Matthew Pehl’s The Making of Working-Class Religion is a recent volume in the series “The Working Class in American History” from the University of Illinois Press that originated in the 1970s. The series has featured analyses of worker strikes, gender, and a variety of snapshots of eras and events that shaped working class identity in the United States. It is impressive that the series is so long-standing when it seems that the resurgence of interest in social class from a religious studies perspective is relatively new. Pehl’s contribution, released in 2016, makes it a particularly timely piece as well, as US scholars and citizens are levied with accusations that they do not understand the culture or struggles of the working class.
While the title of this volume implies a broader description of the formation of working-class religion, Pehl’s volume digs deeply into the roots of working class religion in Detroit, Michigan in the first half of the twentieth century. Detroit serves as a compelling setting for his analysis, as the auto industry in particular attracted immigrants, southern African Americans, and poorer southern whites with the promise of work and stability, all of whom played a role in the making of working-class religion. He explains that while Detroit also included northern Protestants and Jews, northern Protestants had a different, more mainline flavor, and Jews were more likely to pursue work in the professions, even while they shared the ostracization of the working class.
Pehl presents historical description and sociological analysis simultaneously, demonstrating the ways in which class, race, religion, gender, and ethnicity do not simply affect each other, but actually construct each other. The need to protect and perform a certain kind of masculinity, for example, is not simply rooted in one area of identity, but comes out of labor work and is reinforced by religion. Or perhaps it comes out of religious identity and is reinforced by labor work. It is in this way that Pehl’s description of identity is intentionally complicated and ambiguous, avoiding explicit declarations of meaning. Pehl’s thorough sourcing of data from the social sciences in addition to history and religious studies makes this complexity possible.
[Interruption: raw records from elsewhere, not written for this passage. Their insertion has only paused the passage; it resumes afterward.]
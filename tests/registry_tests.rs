use std::collections::HashSet;

use key_registry::{KeyFile, KeyRecord, KeyRegistry, RegistryError};
use pretty_assertions::assert_eq;
use tempfile::TempDir;

fn test_registry() -> (TempDir, KeyRegistry) {
    let dir = tempfile::tempdir().unwrap();
    let registry = KeyRegistry::new(KeyFile::new(dir.path().join("server_keys.json")));
    (dir, registry)
}

fn seeded_registry() -> (TempDir, KeyRegistry) {
    let (dir, registry) = test_registry();
    for (key, date) in [("AAA", "2025-01-01"), ("BBB", "2025-02-01"), ("CCC", "2025-03-01")] {
        registry.create(KeyRecord::new(key, date)).unwrap();
    }
    (dir, registry)
}

fn file_bytes(registry: &KeyRegistry) -> Vec<u8> {
    std::fs::read(registry.file().path()).unwrap()
}

fn key_strings(registry: &KeyRegistry) -> Vec<String> {
    registry
        .list()
        .unwrap()
        .into_iter()
        .map(|k| k.key_string)
        .collect()
}

#[test]
fn list_on_fresh_registry_is_empty() {
    let (_dir, registry) = test_registry();
    assert!(registry.list().unwrap().is_empty());
}

#[test]
fn create_appends_in_insertion_order() {
    let (_dir, registry) = seeded_registry();
    assert_eq!(key_strings(&registry), vec!["AAA", "BBB", "CCC"]);
}

#[test]
fn create_returns_the_stored_record() {
    let (_dir, registry) = test_registry();
    let created = registry
        .create(KeyRecord::new("ABC123", "2025-12-31"))
        .unwrap();
    assert_eq!(created, KeyRecord::new("ABC123", "2025-12-31"));
}

#[test]
fn create_duplicate_is_conflict_and_leaves_file_unchanged() {
    let (_dir, registry) = seeded_registry();
    let before = file_bytes(&registry);

    let err = registry
        .create(KeyRecord::new("BBB", "2099-01-01"))
        .unwrap_err();

    assert!(matches!(err, RegistryError::Conflict(ref k) if k == "BBB"));
    assert_eq!(file_bytes(&registry), before);
}

#[test]
fn update_replaces_date_in_place() {
    let (_dir, registry) = seeded_registry();

    let updated = registry
        .update_expiration("BBB", "2030-12-31".to_string())
        .unwrap();

    assert_eq!(updated, KeyRecord::new("BBB", "2030-12-31"));
    assert_eq!(
        registry.list().unwrap(),
        vec![
            KeyRecord::new("AAA", "2025-01-01"),
            KeyRecord::new("BBB", "2030-12-31"),
            KeyRecord::new("CCC", "2025-03-01"),
        ]
    );
}

#[test]
fn update_missing_is_not_found_and_leaves_file_unchanged() {
    let (_dir, registry) = seeded_registry();
    let before = file_bytes(&registry);

    let err = registry
        .update_expiration("NOPE", "2030-12-31".to_string())
        .unwrap_err();

    assert!(matches!(err, RegistryError::NotFound(ref k) if k == "NOPE"));
    assert_eq!(file_bytes(&registry), before);
}

#[test]
fn delete_preserves_order_of_remaining_records() {
    let (_dir, registry) = seeded_registry();

    registry.delete("BBB").unwrap();

    assert_eq!(key_strings(&registry), vec!["AAA", "CCC"]);
}

#[test]
fn delete_missing_is_not_found_and_leaves_file_unchanged() {
    let (_dir, registry) = seeded_registry();
    let before = file_bytes(&registry);

    let err = registry.delete("NOPE").unwrap_err();

    assert!(matches!(err, RegistryError::NotFound(_)));
    assert_eq!(file_bytes(&registry), before);
}

#[test]
fn deleted_key_can_be_created_again() {
    let (_dir, registry) = seeded_registry();

    registry.delete("AAA").unwrap();
    registry.create(KeyRecord::new("AAA", "2040-01-01")).unwrap();

    assert_eq!(key_strings(&registry), vec!["BBB", "CCC", "AAA"]);
}

#[test]
fn operations_reread_the_file_every_time() {
    let (_dir, registry) = seeded_registry();

    // Edit the file behind the registry's back.
    KeyFile::new(registry.file().path())
        .save(&[KeyRecord::new("ZZZ", "2050-01-01")])
        .unwrap();

    assert_eq!(key_strings(&registry), vec!["ZZZ"]);
}

#[test]
fn concurrent_creates_are_not_lost() {
    let (_dir, registry) = test_registry();

    std::thread::scope(|s| {
        for i in 0..16 {
            let registry = &registry;
            s.spawn(move || {
                registry
                    .create(KeyRecord::new(format!("KEY-{i:02}"), "2030-01-01"))
                    .unwrap();
            });
        }
    });

    let keys: HashSet<String> = key_strings(&registry).into_iter().collect();
    assert_eq!(keys.len(), 16);
}

#[test]
fn concurrent_duplicate_creates_admit_exactly_one() {
    let (_dir, registry) = test_registry();

    let successes = std::thread::scope(|s| {
        let handles: Vec<_> = (0..8)
            .map(|_| {
                let registry = &registry;
                s.spawn(move || registry.create(KeyRecord::new("SAME", "2030-01-01")).is_ok())
            })
            .collect();
        handles
            .into_iter()
            .map(|h| h.join().unwrap())
            .filter(|ok| *ok)
            .count()
    });

    assert_eq!(successes, 1);
    assert_eq!(key_strings(&registry), vec!["SAME"]);
}
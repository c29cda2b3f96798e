//! Key Registry Server
//!
//! Serves the key list over HTTP and lets a key generator add, update and
//! remove keys with a shared secret.
//!
//! Usage:
//!   key-registry --api-key <SECRET> --port 5000 --keys-file server_keys.json

use std::{env, net::SocketAddr, path::PathBuf, sync::Arc};

use anyhow::{Context, Result, ensure};
use clap::Parser;
use key_registry::{ApiSecret, AppState, KeyFile, KeyRegistry, build_router};
use tracing::{error, info};
use tracing_subscriber::{EnvFilter, FmtSubscriber};

const DEFAULT_KEYS_FILE: &str = "server_keys.json";

#[derive(Parser, Debug)]
#[command(name = "key-registry")]
#[command(about = "HTTP registry for license and activation keys")]
struct Args {
    /// Port to listen on
    #[arg(short, long, env = "PORT", default_value = "5000")]
    port: u16,

    /// Address to bind
    #[arg(long, env = "HOST", default_value = "0.0.0.0")]
    host: String,

    /// Path to the keys file (defaults to server_keys.json next to the executable)
    #[arg(short, long, env = "KEYS_FILE")]
    keys_file: Option<PathBuf>,

    /// Shared secret expected in the X-API-Key header for write operations
    #[arg(long, env = "API_KEY", hide_env_values = true)]
    api_key: String,

    /// Enable verbose debug logging
    #[arg(short, long)]
    verbose: bool,
}

impl Args {
    fn api_secret(&self) -> Result<ApiSecret> {
        let secret = ApiSecret::new(self.api_key.clone());
        ensure!(!secret.is_empty(), "API key must not be empty");
        Ok(secret)
    }

    fn keys_path(&self) -> PathBuf {
        self.keys_file.clone().unwrap_or_else(default_keys_path)
    }
}

#[tokio::main]
async fn main() -> Result<()> {
    let args = Args::parse();
    let log_level = if args.verbose { "debug" } else { "info" };
    FmtSubscriber::builder()
        .with_env_filter(
            EnvFilter::try_from_default_env().unwrap_or_else(|_| EnvFilter::new(log_level)),
        )
        .with_target(false)
        .compact()
        .init();

    info!("Key registry starting...");

    let secret = args.api_secret()?;
    let keys_file = KeyFile::new(args.keys_path());
    if keys_file
        .initialize()
        .with_context(|| format!("Failed to initialize keys file {:?}", keys_file.path()))?
    {
        info!("Created empty keys file at {:?}", keys_file.path());
    }

    let listener = tokio::net::TcpListener::bind((args.host.as_str(), args.port))
        .await
        .with_context(|| format!("Failed to bind {}:{}", args.host, args.port))?;
    let addr = listener
        .local_addr()
        .unwrap_or_else(|_| SocketAddr::from(([0, 0, 0, 0], args.port)));

    println!("\n========================================");
    println!("  Key Registry Running");
    println!("========================================");
    println!("  Listening: http://{}", addr);
    println!("  Keys file: {}", keys_file.path().display());
    println!("========================================\n");

    let state = Arc::new(AppState::new(KeyRegistry::new(keys_file), secret));
    let app = build_router(state);

    info!("HTTP API listening on {}", addr);
    axum::serve(listener, app)
        .with_graceful_shutdown(shutdown_signal())
        .await
        .context("HTTP server failed")?;

    info!("Key registry stopped");
    Ok(())
}

/// `server_keys.json` beside the executable, or in the working directory
/// when the executable path cannot be resolved.
fn default_keys_path() -> PathBuf {
    env::current_exe()
        .ok()
        .and_then(|exe| exe.parent().map(|dir| dir.join(DEFAULT_KEYS_FILE)))
        .unwrap_or_else(|| PathBuf::from(DEFAULT_KEYS_FILE))
}

/// Wait for SIGTERM or SIGINT signal
async fn shutdown_signal() {
    use tokio::signal;

    let ctrl_c = async {
        match signal::ctrl_c().await {
            Ok(()) => info!("Received Ctrl+C signal"),
            Err(e) => error!("Failed to listen for Ctrl+C: {}", e),
        }
    };

    #[cfg(unix)]
    let terminate = async {
        match signal::unix::signal(signal::unix::SignalKind::terminate()) {
            Ok(mut sig) => {
                sig.recv().await;
                info!("Received SIGTERM signal");
            }
            Err(e) => {
                error!("Failed to install SIGTERM handler: {}", e);
                std::future::pending::<()>().await;
            }
        }
    };

    #[cfg(not(unix))]
    let terminate = std::future::pending::<()>();

    tokio::select! {
        _ = ctrl_c => {},
        _ = terminate => {},
    }

    info!("Starting graceful shutdown...");
}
The chapters are roughly divided into time periods and the effects of working class religion on society. This results in a thorough demographic description of a period of around twenty years followed by a description of the socio-political consequences of the time. The emphasis on Detroit creates a detailed account of a certain place in a certain time that will best serve those who have reason to pursue such a comprehensive analysis—whether this is a drive to understand urban working class history or a connection to Detroit itself. It is important to understand that the emphasis on Detroit in this book affects the content, even though there is no indication in the title that the content is so specific. I myself was drawn to the book because of a scholarly interest in, and family connection to, the Appalachian region, but this book does not cover regional variances in working-class religion. I am left curious about the differences between urban working-class religion and rural working-class religion, a distinction this book does not cover.
What Pehl does accomplish is an analysis that effectively underscores the ambivalent relationship between working-class life and religion, outlining the times in which religion may have simply comforted workers and other times when religion pushed workers to challenge their lot in life and seek economic justice. This was accomplished through descriptions of labor unions, clergy and theological interaction with unions, church attempts to reach workers socially through sport and entertainment, and the complicated power dynamics between classes, occupations, genders, races, and ethnicities. For this reason, Pehl’s work is an important contribution to the current drive to understand the working class in the United States.
Hannah Adams Ingram is Adjunct Faculty at the Illiff School of Theology.